The reader is presented by a Gawain “as good as the purest gold” (633) a paragon of valor and ability are symbolized as the link between the Virgin Mary and his link to the “endless Knot”(630) of the pentagle, which shows his never ending, unfailing loyalty to the five main principles of the chivalry: Courtesy, Honesty, Valor, Honor and Generosity. Thus when he fails to resist himself as a symbol to the integrity he aspires to be with the Lady’s girdle, that is when the code and culture fails too. The story does not end here, Bertilak who is the Green knight teaches Gawain to see the loose ends and makes him tie the loose ends. “ I am found to be flawed and false, / through treachery and untruth I have totally failed” (2382-3) leaves Gawain in sorrow. Taking it immediately to “bear the blame” (2386) and the determination to have the girdle upon him as a “symbol of sin”(2506) making him remember never to let go of the code of chivalry and the craving of desires of “cowardice and covetousness” (2508). He comes back to Camelot all prepared to convey the message to the other knights- a lesson they will keep in mind through the green belts which will constantly make them remember of the duty till they last.

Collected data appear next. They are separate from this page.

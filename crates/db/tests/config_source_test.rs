use bakeshop_core::{
    models::{opening_hours::OpeningHoursRule, slot_policy::SlotPolicy},
    slots::available_slots,
};
use bakeshop_db::mock::repositories::MockSlotConfig;
use chrono::{NaiveDate, NaiveDateTime, NaiveTime, Weekday};
use pretty_assertions::assert_eq;

fn time(hour: u32, minute: u32) -> NaiveTime {
    NaiveTime::from_hms_opt(hour, minute, 0).unwrap()
}

// Thursday 2025-01-02, asked on the Wednesday before.
fn thursday() -> NaiveDate {
    NaiveDate::from_ymd_opt(2025, 1, 2).unwrap()
}

fn now() -> NaiveDateTime {
    NaiveDate::from_ymd_opt(2025, 1, 1)
        .unwrap()
        .and_time(time(10, 0))
}

fn thursday_hours() -> Vec<OpeningHoursRule> {
    vec![OpeningHoursRule::open(Weekday::Thu, time(9, 0), time(11, 0))]
}

#[test_log::test(tokio::test)]
async fn test_slots_from_configured_source() {
    let mut source = MockSlotConfig::new();
    source
        .expect_opening_hours()
        .times(1)
        .returning(|| Ok(thursday_hours()));
    source.expect_slot_policy().times(1).returning(|| {
        Ok(Some(SlotPolicy {
            slot_length_minutes: 30,
            max_orders_per_slot: 3,
            last_same_day_order_time: None,
            max_preorder_days: 7,
        }))
    });

    let slots = available_slots(&source, thursday(), now()).await;

    let starts: Vec<NaiveTime> = slots.iter().map(|slot| slot.start.time()).collect();
    assert_eq!(starts, vec![time(9, 0), time(9, 30), time(10, 0), time(10, 30)]);
    assert!(slots.iter().all(|slot| slot.capacity == 3));
}

#[test_log::test(tokio::test)]
async fn test_unreadable_hours_offer_nothing() {
    let mut source = MockSlotConfig::new();
    source
        .expect_opening_hours()
        .returning(|| Err(eyre::eyre!("connection refused")));
    source.expect_slot_policy().never();

    let slots = available_slots(&source, thursday(), now()).await;

    assert!(slots.is_empty());
}

#[test_log::test(tokio::test)]
async fn test_missing_policy_uses_defaults() {
    let mut source = MockSlotConfig::new();
    source
        .expect_opening_hours()
        .returning(|| Ok(thursday_hours()));
    source.expect_slot_policy().returning(|| Ok(None));

    let slots = available_slots(&source, thursday(), now()).await;

    // 45 minute slots: 09:00 and 09:45 fit before 11:00
    assert_eq!(slots.len(), 2);
    assert_eq!(slots[0].capacity, 2);
}

#[test_log::test(tokio::test)]
async fn test_unreadable_policy_uses_defaults() {
    let mut source = MockSlotConfig::new();
    source
        .expect_opening_hours()
        .returning(|| Ok(thursday_hours()));
    source
        .expect_slot_policy()
        .returning(|| Err(eyre::eyre!("relation \"slot_rules\" does not exist")));

    let slots = available_slots(&source, thursday(), now()).await;

    assert_eq!(slots.len(), 2);
}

Have they yet understood that? Gawain does make sure to bestow the lesson he learned to the other fellow knights, but did they really understand that? “the whole of the court” made sure to wear the green belt “as they laugh in lovely accord”(2514). By displaying their laughter they are making this whole episode as one big joke. The green belt that he chose to wear was not because of the sin that happened or due to the green girdle but “for the sake of this man” (2518). Poet does not say that by wearing the green belt is going to increase the recognition between the knights, but whoever wore that “was honored ever after”(2520). The detail has rather something big inside of it, it is not for the examining of the chivalric code...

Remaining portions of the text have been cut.